Stored data entries:
_ _ _ _ _

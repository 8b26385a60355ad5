//! HROCM SPI frame encoder/validator.
//!
//! Every exchange with the module carries a fixed 64-byte header, in both
//! directions. Frames that carry a payload append it after the header and
//! close with a CRC-32 over everything before it.
//!
//! # Frame format
//!
//! ```text
//!  0  u32 magic          4  u32 length        8  u32 sequence
//! 12  u8  opcode        13  u8[3] reserved   16  i32 result
//! 20  u32 header CRC over bytes [0, 20)
//! 24  u32 operational status (OSS)
//! 28  u32 hardware status (HSS)
//! 32  u32 latched hardware status (LSS)
//! 36  i16 case temperature (CSS)        38  i16 internal temperature (ISS)
//! 40  u32 pending process mask (PPEND)
//! 44  u32 SEQARR[5]
//! 64  payload ...
//!     u32 frame CRC over bytes [0, length - 4)   (only if payload non-empty)
//! ```
//!
//! All fields are little-endian. A transmit buffer of zeros is a poll: the
//! module ignores frames whose magic is not the protocol constant.

use std::fmt;

use bytes::{Buf, BufMut, BytesMut};
use crc::{Crc, CRC_32_ISO_HDLC};
use hrocm_core::FrameError;

use crate::opcode::{self, Opcode};

/// Magic word of protocol version 3.
pub const MAGIC_V3: u32 = 0xF0E1_C387;

/// Magic word of the legacy protocol version 1.
pub const MAGIC_V1: u32 = 0xF0E1_D2C3;

/// Magic word read from an unpowered or booting module.
pub const MAGIC_POWERED_OFF: u32 = 0xFFFF_FFFF;

/// Fixed header size, identical for commands and responses.
pub const HEADER_LEN: usize = 64;

/// Number of leading header bytes covered by the header CRC.
pub const HEADER_CRC_SPAN: usize = 20;

/// Size of a CRC field.
pub const CRC_LEN: usize = 4;

/// Number of per-pipeline completion slots in the header.
pub const SEQARR_LEN: usize = 5;

/// Largest single SPI transfer the module accepts.
pub const MAX_TRANSFER_LEN: usize = 131_072;

const CRC32: Crc<u32> = Crc::<u32>::new(&CRC_32_ISO_HDLC);

/// Standard CRC-32 (zlib/Ethernet) of `data`.
pub fn crc32(data: &[u8]) -> u32 {
    CRC32.checksum(data)
}

// ---------------------------------------------------------------
// Pipelines
// ---------------------------------------------------------------

/// A processing chain inside the module, addressed by its `SEQARR` slot.
#[derive(Debug, Clone, Copy, PartialEq, Eq, Hash)]
pub enum Pipeline {
    Power,
    VirtualChannel,
    Cascade,
    Osnr,
    ChannelPlan,
}

impl Pipeline {
    pub const ALL: [Pipeline; SEQARR_LEN] = [
        Pipeline::Power,
        Pipeline::VirtualChannel,
        Pipeline::Cascade,
        Pipeline::Osnr,
        Pipeline::ChannelPlan,
    ];

    /// Index of this pipeline's slot in `SEQARR`.
    pub const fn index(self) -> usize {
        match self {
            Pipeline::Power => 0,
            Pipeline::VirtualChannel => 1,
            Pipeline::Cascade => 2,
            Pipeline::Osnr => 3,
            Pipeline::ChannelPlan => 4,
        }
    }

    /// Bit selecting this pipeline in a TPC task mask.
    pub const fn task_mask(self) -> u32 {
        1 << self.index()
    }

    /// Returns `true` if `mask` selects this pipeline.
    pub const fn in_mask(self, mask: u32) -> bool {
        mask & self.task_mask() != 0
    }
}

impl fmt::Display for Pipeline {
    fn fmt(&self, f: &mut fmt::Formatter<'_>) -> fmt::Result {
        let name = match self {
            Pipeline::Power => "power",
            Pipeline::VirtualChannel => "virtual-channel",
            Pipeline::Cascade => "cascade",
            Pipeline::Osnr => "osnr",
            Pipeline::ChannelPlan => "channel-plan",
        };
        f.write_str(name)
    }
}

// ---------------------------------------------------------------
// Header
// ---------------------------------------------------------------

/// Decoded frame header.
#[derive(Debug, Clone, Copy, PartialEq, Eq, Default)]
pub struct Header {
    pub magic: u32,
    /// Total frame length in bytes, header included.
    pub length: u32,
    pub sequence: u32,
    pub opcode: u8,
    /// Command result: negative while pending, zero on success, positive
    /// for a device-reported error code.
    pub result: i32,
    /// Header CRC as received. Ignored when encoding.
    pub header_crc: u32,
    pub operational_status: u32,
    pub hardware_status: u32,
    pub latched_status: u32,
    /// Case temperature, tenths of a degree Celsius.
    pub case_temperature: i16,
    /// Internal (optics) temperature, tenths of a degree Celsius.
    pub internal_temperature: i16,
    /// Bit mask of processes still running.
    pub pending: u32,
    /// Sequence number of the last completed operation, per pipeline.
    pub seqarr: [u32; SEQARR_LEN],
}

impl Header {
    /// A response-side header for protocol 3 with every status field zero.
    pub fn new(opcode: u8, sequence: u32) -> Self {
        Header {
            magic: MAGIC_V3,
            length: HEADER_LEN as u32,
            sequence,
            opcode,
            ..Header::default()
        }
    }

    /// Returns `true` while the command is still being processed.
    pub fn is_pending(&self) -> bool {
        self.result < 0
    }

    /// Last completed sequence number of `pipeline`.
    pub fn completed(&self, pipeline: Pipeline) -> u32 {
        self.seqarr[pipeline.index()]
    }

    /// Number of payload bytes the header announces.
    pub fn payload_len(&self) -> usize {
        (self.length as usize).saturating_sub(HEADER_LEN + CRC_LEN)
    }

    /// Append the encoded header, computing a fresh header CRC.
    pub fn write_to(&self, buf: &mut BytesMut) {
        let start = buf.len();
        buf.put_u32_le(self.magic);
        buf.put_u32_le(self.length);
        buf.put_u32_le(self.sequence);
        buf.put_u8(self.opcode);
        buf.put_bytes(0, 3);
        buf.put_i32_le(self.result);
        let crc = crc32(&buf[start..start + HEADER_CRC_SPAN]);
        buf.put_u32_le(crc);
        buf.put_u32_le(self.operational_status);
        buf.put_u32_le(self.hardware_status);
        buf.put_u32_le(self.latched_status);
        buf.put_i16_le(self.case_temperature);
        buf.put_i16_le(self.internal_temperature);
        buf.put_u32_le(self.pending);
        for slot in self.seqarr {
            buf.put_u32_le(slot);
        }
    }

    /// Decode without validating. `bytes` must hold at least
    /// [`HEADER_LEN`] bytes.
    fn read_from(mut bytes: &[u8]) -> Header {
        let magic = bytes.get_u32_le();
        let length = bytes.get_u32_le();
        let sequence = bytes.get_u32_le();
        let opcode = bytes.get_u8();
        bytes.advance(3);
        let result = bytes.get_i32_le();
        let header_crc = bytes.get_u32_le();
        let operational_status = bytes.get_u32_le();
        let hardware_status = bytes.get_u32_le();
        let latched_status = bytes.get_u32_le();
        let case_temperature = bytes.get_i16_le();
        let internal_temperature = bytes.get_i16_le();
        let pending = bytes.get_u32_le();
        let mut seqarr = [0u32; SEQARR_LEN];
        for slot in seqarr.iter_mut() {
            *slot = bytes.get_u32_le();
        }
        Header {
            magic,
            length,
            sequence,
            opcode,
            result,
            header_crc,
            operational_status,
            hardware_status,
            latched_status,
            case_temperature,
            internal_temperature,
            pending,
            seqarr,
        }
    }
}

impl fmt::Display for Header {
    fn fmt(&self, f: &mut fmt::Formatter<'_>) -> fmt::Result {
        write!(
            f,
            "magic={:#010X} length={} seq={} opcode={} result={} crc1={:#010X} \
             oss={:#X} hss={:#X} lss={:#X} css={} iss={} ppend={:#X} seqarr={:?}",
            self.magic,
            self.length,
            self.sequence,
            opcode::describe(self.opcode),
            self.result,
            self.header_crc,
            self.operational_status,
            self.hardware_status,
            self.latched_status,
            self.case_temperature,
            self.internal_temperature,
            self.pending,
            self.seqarr,
        )
    }
}

// ---------------------------------------------------------------
// Encoding
// ---------------------------------------------------------------

/// Total frame length for a payload of `payload_len` bytes.
pub const fn frame_len(payload_len: usize) -> usize {
    if payload_len == 0 {
        HEADER_LEN
    } else {
        HEADER_LEN + payload_len + CRC_LEN
    }
}

/// Encode a frame from `header` and `payload`.
///
/// The header's `length` and CRC fields are computed; a trailing frame
/// CRC is appended only when the payload is non-empty.
pub fn encode_frame(header: &Header, payload: &[u8]) -> Result<Vec<u8>, FrameError> {
    let length = frame_len(payload.len());
    if length > MAX_TRANSFER_LEN {
        return Err(FrameError::TooLarge {
            length,
            max: MAX_TRANSFER_LEN,
        });
    }

    let mut buf = BytesMut::with_capacity(length);
    Header {
        length: length as u32,
        ..*header
    }
    .write_to(&mut buf);

    if !payload.is_empty() {
        buf.put_slice(payload);
        let crc = crc32(&buf);
        buf.put_u32_le(crc);
    }
    Ok(buf.to_vec())
}

/// Encode a command frame.
///
/// # Example
///
/// ```
/// use hrocm_wire::frame::{encode_command, validate_full_frame, HEADER_LEN};
/// use hrocm_wire::Opcode;
///
/// let frame = encode_command(Opcode::Nop, 7, &[]).unwrap();
/// assert_eq!(frame.len(), HEADER_LEN);
/// let header = validate_full_frame(&frame, frame.len()).unwrap();
/// assert_eq!(header.sequence, 7);
/// ```
pub fn encode_command(
    opcode: Opcode,
    sequence: u32,
    payload: &[u8],
) -> Result<Vec<u8>, FrameError> {
    let header = Header {
        magic: MAGIC_V3,
        sequence,
        opcode: opcode.code(),
        ..Header::default()
    };
    encode_frame(&header, payload)
}

// ---------------------------------------------------------------
// Validation
// ---------------------------------------------------------------

/// Validate the header at the start of `bytes`.
///
/// Checks run in a fixed order: the powered-off pattern, the legacy
/// protocol magic, the header CRC, and finally the protocol 3 magic. A
/// corrupted header with an otherwise plausible magic therefore reports
/// [`FrameError::HeaderCrcMismatch`].
pub fn validate_header(bytes: &[u8]) -> Result<Header, FrameError> {
    if bytes.len() < HEADER_LEN {
        return Err(FrameError::Truncated {
            declared: HEADER_LEN,
            available: bytes.len(),
        });
    }

    let header = Header::read_from(bytes);
    if header.magic == MAGIC_POWERED_OFF {
        return Err(FrameError::MagicAllOnes);
    }
    if header.magic == MAGIC_V1 {
        return Err(FrameError::LegacyProtocol);
    }

    let computed = crc32(&bytes[..HEADER_CRC_SPAN]);
    if computed != header.header_crc {
        return Err(FrameError::HeaderCrcMismatch {
            received: header.header_crc,
            computed,
        });
    }

    if header.magic != MAGIC_V3 {
        return Err(FrameError::MagicMismatch {
            found: header.magic,
        });
    }
    Ok(header)
}

/// Returns `true` if `length` is a length a well-formed frame can have.
pub fn is_valid_length(length: u32) -> bool {
    let length = length as usize;
    length == HEADER_LEN || (length > HEADER_LEN + CRC_LEN && length <= MAX_TRANSFER_LEN)
}

/// Validate a complete frame of `declared_length` bytes.
///
/// The header must validate first. The frame's own length field must
/// agree with `declared_length`, all of those bytes must be present, and
/// the trailing CRC must match when the frame carries a payload.
pub fn validate_full_frame(bytes: &[u8], declared_length: usize) -> Result<Header, FrameError> {
    let header = validate_header(bytes)?;

    if !is_valid_length(header.length) {
        return Err(FrameError::BadLength {
            declared: header.length,
        });
    }
    if bytes.len() < declared_length {
        return Err(FrameError::Truncated {
            declared: declared_length,
            available: bytes.len(),
        });
    }
    if header.length as usize != declared_length {
        return Err(FrameError::LengthMismatch {
            expected: declared_length,
            found: header.length as usize,
        });
    }

    if declared_length > HEADER_LEN {
        let crc_at = declared_length - CRC_LEN;
        let received = (&bytes[crc_at..declared_length]).get_u32_le();
        let computed = crc32(&bytes[..crc_at]);
        if received != computed {
            return Err(FrameError::FullCrcMismatch { received, computed });
        }
    }
    Ok(header)
}

/// Payload of a validated frame: the bytes after the header and before the
/// trailing CRC.
pub fn payload<'a>(frame: &'a [u8], header: &Header) -> &'a [u8] {
    let length = (header.length as usize).min(frame.len());
    if length <= HEADER_LEN + CRC_LEN {
        return &[];
    }
    &frame[HEADER_LEN..length - CRC_LEN]
}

_ _ _ _ _

■ **PROBLEM TO WORK ON**: If a line of the entries holds the word "degree", copy it out.

■ **RESULT OF THIS EXERCISE**:
    /// Case temperature, tenths of a degree Celsius.
    /// Internal (optics) temperature, tenths of a degree Celsius.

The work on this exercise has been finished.